Por outro lado, mesmo sem conseguir adivinhar onde fica o fundo do poço, há analistas que enxergam alguma oportunidade para tentar tomar proveito do momento. Embora essa seja uma decisão só para quem tem tolerância maior ao risco e a perdas, eles dizem que é possível surfar na tempestade do mercado.

“Os investidores que têm apetite para comprar ações podem fazer isso gradualmente. Por exemplo: a ação caiu 20% hoje, então ele pode comprar um pouco. Na semana que vem compra um pouco mais. Assim, ao longo do tempo ele faz um preço médio, o que torna a situação menos desconfortável”, recomenda Panonko, da Toro. Ele diz que, embora o momento seja de pânico, a visão de longo prazo ainda é positiva para as ações.

Alberto Amparo, analista de investimentos da casa de análise Suno Research, vê ainda mais potencial na janela atual da bolsa.”O mercado de ações é um mecanismo de transferência de dinheiro dos impacientes para os pacientes”, afirma.

Amparo diz que o ideal é focar em ações de empresas sólidas, que tenham um balanço equilibrado — não é hora de se expor a empresas muito endividadas, por exemplo. “O valor da empresa está na capacidade de geração de receita em longo prazo. Uma boa empresa pode ser um mau investimento se o preço da ação estiver caro. Agora, com a queda nas cotações, é uma oportunidade de comprar papéis de boas empresas”, diz.

Se não puder esperar, estabeleça um limite para as perdas

A paciência para navegar por momentos de pânico só existe, claro, se o investidor puder conviver com as perdas. Caso o patrimônio entre em risco, o ideal é começar a fazer planos para o pior.
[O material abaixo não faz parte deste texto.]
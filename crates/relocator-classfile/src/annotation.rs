use crate::constant::Constant;
use crate::constant_pool::{ConstantPool, CpInfo};
use crate::error::{Error, Result};
use crate::reader::{ByteWriter, Reader};
use crate::symbol_table::SymbolTable;

#[derive(Debug, Clone, PartialEq)]
pub struct Annotation {
    pub type_descriptor: String,
    pub elements: Vec<(String, ElementValue)>,
}

impl Annotation {
    pub(crate) fn parse(reader: &mut Reader<'_>, cp: &ConstantPool) -> Result<Self> {
        let type_index = reader.read_u2()?;
        let type_descriptor = cp.get_utf8(type_index)?.to_string();

        let num_element_value_pairs = reader.read_u2()? as usize;
        let mut elements = Vec::with_capacity(num_element_value_pairs);
        for _ in 0..num_element_value_pairs {
            let element_name_index = reader.read_u2()?;
            let name = cp.get_utf8(element_name_index)?.to_string();
            let value = ElementValue::parse(reader, cp)?;
            elements.push((name, value));
        }

        Ok(Self {
            type_descriptor,
            elements,
        })
    }

    pub(crate) fn write(&self, out: &mut ByteWriter, symbols: &mut SymbolTable) -> Result<()> {
        out.u2(symbols.utf8(&self.type_descriptor)?);
        out.u2(len_u16(self.elements.len())?);
        for (name, value) in &self.elements {
            out.u2(symbols.utf8(name)?);
            value.write(out, symbols)?;
        }
        Ok(())
    }

    /// Internal name of the annotation interface, if the descriptor is a
    /// class type.
    pub fn type_internal_name(&self) -> Option<&str> {
        crate::descriptor::descriptor_to_internal_name(&self.type_descriptor)
    }
}

#[derive(Debug, Clone, PartialEq)]
pub enum ElementValue {
    Const(ConstValue),
    Enum {
        type_descriptor: String,
        const_name: String,
    },
    /// Return descriptor of a class literal, e.g. `Ljava/lang/String;` or `V`.
    Class(String),
    Annotation(Box<Annotation>),
    Array(Vec<ElementValue>),
}

impl ElementValue {
    pub(crate) fn parse(reader: &mut Reader<'_>, cp: &ConstantPool) -> Result<Self> {
        let tag = reader.read_u1()?;
        match tag {
            b'B' | b'C' | b'I' | b'S' | b'Z' => {
                let value = cp.get_integer(reader.read_u2()?)?;
                let cv = match tag {
                    b'B' => ConstValue::Byte(value as i8),
                    b'C' => ConstValue::Char(value as u16),
                    b'I' => ConstValue::Int(value),
                    b'S' => ConstValue::Short(value as i16),
                    _ => ConstValue::Boolean(value != 0),
                };
                Ok(ElementValue::Const(cv))
            }
            b'D' => {
                let idx = reader.read_u2()?;
                match cp.get(idx)? {
                    CpInfo::Double(bits) => Ok(ElementValue::Const(ConstValue::Double(f64::from_bits(*bits)))),
                    other => Err(Error::ConstantPoolTypeMismatch {
                        index: idx,
                        expected: "Double",
                        found: other.kind(),
                    }),
                }
            }
            b'F' => {
                let idx = reader.read_u2()?;
                match cp.get(idx)? {
                    CpInfo::Float(bits) => Ok(ElementValue::Const(ConstValue::Float(f32::from_bits(*bits)))),
                    other => Err(Error::ConstantPoolTypeMismatch {
                        index: idx,
                        expected: "Float",
                        found: other.kind(),
                    }),
                }
            }
            b'J' => {
                let idx = reader.read_u2()?;
                match cp.get(idx)? {
                    CpInfo::Long(v) => Ok(ElementValue::Const(ConstValue::Long(*v))),
                    other => Err(Error::ConstantPoolTypeMismatch {
                        index: idx,
                        expected: "Long",
                        found: other.kind(),
                    }),
                }
            }
            b's' => {
                let value = cp.get_utf8(reader.read_u2()?)?.to_string();
                Ok(ElementValue::Const(ConstValue::String(value)))
            }
            b'e' => {
                let type_name_index = reader.read_u2()?;
                let const_name_index = reader.read_u2()?;
                Ok(ElementValue::Enum {
                    type_descriptor: cp.get_utf8(type_name_index)?.to_string(),
                    const_name: cp.get_utf8(const_name_index)?.to_string(),
                })
            }
            b'c' => {
                let class_info_index = reader.read_u2()?;
                Ok(ElementValue::Class(cp.get_utf8(class_info_index)?.to_string()))
            }
            b'@' => Ok(ElementValue::Annotation(Box::new(Annotation::parse(reader, cp)?))),
            b'[' => {
                let num_values = reader.read_u2()? as usize;
                let mut values = Vec::with_capacity(num_values);
                for _ in 0..num_values {
                    values.push(ElementValue::parse(reader, cp)?);
                }
                Ok(ElementValue::Array(values))
            }
            _ => Err(Error::MalformedAttribute("annotation element_value")),
        }
    }

    pub(crate) fn write(&self, out: &mut ByteWriter, symbols: &mut SymbolTable) -> Result<()> {
        match self {
            ElementValue::Const(value) => {
                let (tag, index) = match value {
                    ConstValue::Byte(v) => (b'B', symbols.constant(&Constant::Integer(*v as i32))?),
                    ConstValue::Char(v) => (b'C', symbols.constant(&Constant::Integer(*v as i32))?),
                    ConstValue::Short(v) => (b'S', symbols.constant(&Constant::Integer(*v as i32))?),
                    ConstValue::Int(v) => (b'I', symbols.constant(&Constant::Integer(*v))?),
                    ConstValue::Boolean(v) => (b'Z', symbols.constant(&Constant::Integer(*v as i32))?),
                    ConstValue::Long(v) => (b'J', symbols.constant(&Constant::Long(*v))?),
                    ConstValue::Float(v) => (b'F', symbols.constant(&Constant::Float(v.to_bits()))?),
                    ConstValue::Double(v) => (b'D', symbols.constant(&Constant::Double(v.to_bits()))?),
                    ConstValue::String(v) => (b's', symbols.utf8(v)?),
                };
                out.u1(tag);
                out.u2(index);
            }
            ElementValue::Enum {
                type_descriptor,
                const_name,
            } => {
                out.u1(b'e');
                out.u2(symbols.utf8(type_descriptor)?);
                out.u2(symbols.utf8(const_name)?);
            }
            ElementValue::Class(descriptor) => {
                out.u1(b'c');
                out.u2(symbols.utf8(descriptor)?);
            }
            ElementValue::Annotation(annotation) => {
                out.u1(b'@');
                annotation.write(out, symbols)?;
            }
            ElementValue::Array(values) => {
                out.u1(b'[');
                out.u2(len_u16(values.len())?);
                for value in values {
                    value.write(out, symbols)?;
                }
            }
        }
        Ok(())
    }
}

#[derive(Debug, Clone, PartialEq)]
pub enum ConstValue {
    Byte(i8),
    /// UTF-16 code unit; may be an unpaired surrogate.
    Char(u16),
    Short(i16),
    Int(i32),
    Long(i64),
    Float(f32),
    Double(f64),
    Boolean(bool),
    String(String),
}

/// `type_annotation` structure (JVMS 4.7.20).
#[derive(Debug, Clone, PartialEq)]
pub struct TypeAnnotation {
    pub target_type: u8,
    pub target: TargetInfo,
    /// `(type_path_kind, type_argument_index)` steps.
    pub target_path: Vec<(u8, u8)>,
    pub annotation: Annotation,
}

/// Code offsets are kept as read; the code writer relocates them.
#[derive(Debug, Clone, PartialEq, Eq, Hash)]
pub enum TargetInfo {
    TypeParameter { index: u8 },
    Supertype { index: u16 },
    TypeParameterBound { type_parameter: u8, bound: u8 },
    Empty,
    FormalParameter { index: u8 },
    Throws { index: u16 },
    LocalVar(Vec<LocalVarTarget>),
    Catch { exception_table_index: u16 },
    Offset(u32),
    TypeArgument { offset: u32, index: u8 },
}

#[derive(Debug, Clone, PartialEq, Eq, Hash)]
pub struct LocalVarTarget {
    pub start: u32,
    pub length: u32,
    pub index: u16,
}

impl TypeAnnotation {
    pub(crate) fn parse(reader: &mut Reader<'_>, cp: &ConstantPool) -> Result<Self> {
        let target_type = reader.read_u1()?;
        let target = match target_type {
            0x00 | 0x01 => TargetInfo::TypeParameter {
                index: reader.read_u1()?,
            },
            0x10 => TargetInfo::Supertype {
                index: reader.read_u2()?,
            },
            0x11 | 0x12 => TargetInfo::TypeParameterBound {
                type_parameter: reader.read_u1()?,
                bound: reader.read_u1()?,
            },
            0x13..=0x15 => TargetInfo::Empty,
            0x16 => TargetInfo::FormalParameter {
                index: reader.read_u1()?,
            },
            0x17 => TargetInfo::Throws {
                index: reader.read_u2()?,
            },
            0x40 | 0x41 => {
                let count = reader.read_u2()? as usize;
                let mut table = Vec::with_capacity(count);
                for _ in 0..count {
                    table.push(LocalVarTarget {
                        start: reader.read_u2()? as u32,
                        length: reader.read_u2()? as u32,
                        index: reader.read_u2()?,
                    });
                }
                TargetInfo::LocalVar(table)
            }
            0x42 => TargetInfo::Catch {
                exception_table_index: reader.read_u2()?,
            },
            0x43..=0x46 => TargetInfo::Offset(reader.read_u2()? as u32),
            0x47..=0x4B => TargetInfo::TypeArgument {
                offset: reader.read_u2()? as u32,
                index: reader.read_u1()?,
            },
            _ => return Err(Error::MalformedAttribute("type annotation target")),
        };

        let path_length = reader.read_u1()? as usize;
        let mut target_path = Vec::with_capacity(path_length);
        for _ in 0..path_length {
            target_path.push((reader.read_u1()?, reader.read_u1()?));
        }
        let annotation = Annotation::parse(reader, cp)?;
        Ok(Self {
            target_type,
            target,
            target_path,
            annotation,
        })
    }

    /// Writes the annotation, relocating code offsets through `offset`.
    pub(crate) fn write(
        &self,
        out: &mut ByteWriter,
        symbols: &mut SymbolTable,
        offset: &dyn Fn(u32) -> u32,
    ) -> Result<()> {
        out.u1(self.target_type);
        match &self.target {
            TargetInfo::TypeParameter { index } | TargetInfo::FormalParameter { index } => {
                out.u1(*index)
            }
            TargetInfo::Supertype { index } | TargetInfo::Throws { index } => out.u2(*index),
            TargetInfo::TypeParameterBound {
                type_parameter,
                bound,
            } => {
                out.u1(*type_parameter);
                out.u1(*bound);
            }
            TargetInfo::Empty => {}
            TargetInfo::LocalVar(table) => {
                out.u2(len_u16(table.len())?);
                for entry in table {
                    let start = offset(entry.start);
                    let end = offset(entry.start + entry.length);
                    out.u2(code_offset(start)?);
                    out.u2(code_offset(end.saturating_sub(start))?);
                    out.u2(entry.index);
                }
            }
            TargetInfo::Catch {
                exception_table_index,
            } => out.u2(*exception_table_index),
            TargetInfo::Offset(at) => out.u2(code_offset(offset(*at))?),
            TargetInfo::TypeArgument { offset: at, index } => {
                out.u2(code_offset(offset(*at))?);
                out.u1(*index);
            }
        }
        out.u1(u8::try_from(self.target_path.len()).map_err(|_| Error::MalformedAttribute("type_path"))?);
        for (kind, index) in &self.target_path {
            out.u1(*kind);
            out.u1(*index);
        }
        self.annotation.write(out, symbols)
    }
}

pub(crate) fn parse_annotations(reader: &mut Reader<'_>, cp: &ConstantPool) -> Result<Vec<Annotation>> {
    let count = reader.read_u2()? as usize;
    let mut annotations = Vec::with_capacity(count);
    for _ in 0..count {
        annotations.push(Annotation::parse(reader, cp)?);
    }
    Ok(annotations)
}

pub(crate) fn parse_type_annotations(
    reader: &mut Reader<'_>,
    cp: &ConstantPool,
) -> Result<Vec<TypeAnnotation>> {
    let count = reader.read_u2()? as usize;
    let mut annotations = Vec::with_capacity(count);
    for _ in 0..count {
        annotations.push(TypeAnnotation::parse(reader, cp)?);
    }
    Ok(annotations)
}

pub(crate) fn len_u16(len: usize) -> Result<u16> {
    u16::try_from(len).map_err(|_| Error::Other("table exceeds 65535 entries"))
}

fn code_offset(offset: u32) -> Result<u16> {
    u16::try_from(offset).map_err(|_| Error::CodeTooLarge(offset as usize))
}
use thiserror::Error;

/// Failure to relocate one module. Other modules of a batch are unaffected.
#[derive(Debug, Error)]
pub enum RewriteError {
    #[error("failed to parse {module}: {source}")]
    Parse {
        module: String,
        #[source]
        source: relocator_classfile::Error,
    },
    #[error("failed to compute frames for {module}.{method} {reason}")]
    FrameComputation {
        module: String,
        method: String,
        reason: String,
    },
    #[error("failed to encode {module}: {source}")]
    Encode {
        module: String,
        #[source]
        source: relocator_classfile::Error,
    },
}

impl RewriteError {
    /// Name of the module that failed.
    pub fn module(&self) -> &str {
        match self {
            RewriteError::Parse { module, .. }
            | RewriteError::FrameComputation { module, .. }
            | RewriteError::Encode { module, .. } => module,
        }
    }
}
Os fundos de investimento fazem isso, com o mecanismo chamado de stop loss (interrupção de perdas).

Quando o preço de um ativo em carteira chega a um piso pré-determinado, a gestora é obrigada a se desfazer dele, para preservar pelo menos uma parte do patrimônio dos cotistas. O ideal é que isso não aconteça com o investidor comum, que não é profissional, mas ele pode adotar um gatilho parecido para se proteger.

“Todo investidor tem que ter um stop loss, se não a perda pode ser de todo o patrimônio. O que temos recomendado, especialmente para quem tem esse limite, é exercer a estratégia de se proteger através de opções“, afirma Esteter, da Guide. Lembrando: as opções são uma espécie de contrato futuro de ações, em que o investidor garante o direito de comprar ou vender os papéis por um valor pré-determinado.

Por fim, adote ativos de segurança

Outra estratégia indicada por analistas em momentos como o atual é aumentar a participação em investimentos que são considerados portos seguros. A Monte Bravo tem acompanhado o desempenho de fundos cambiais (saiba como funcionam) e fundos de ouro (entenda). Esses ativos funcionam como uma espécie de seguro para a carteira, pois costumam subir quando o mercado vai mal.

“Estamos em um momento de correção de preços, de realocação de investimentos e busca de mais segurança. A forma como o investidor olhava para a bonança dos mercados está mudando. Quando isso acontece, a tendência é a saída da renda variável e alocação em ativos fortes, como o dólar”, define Walter Franco, professor de Economia do Ibmec-SP.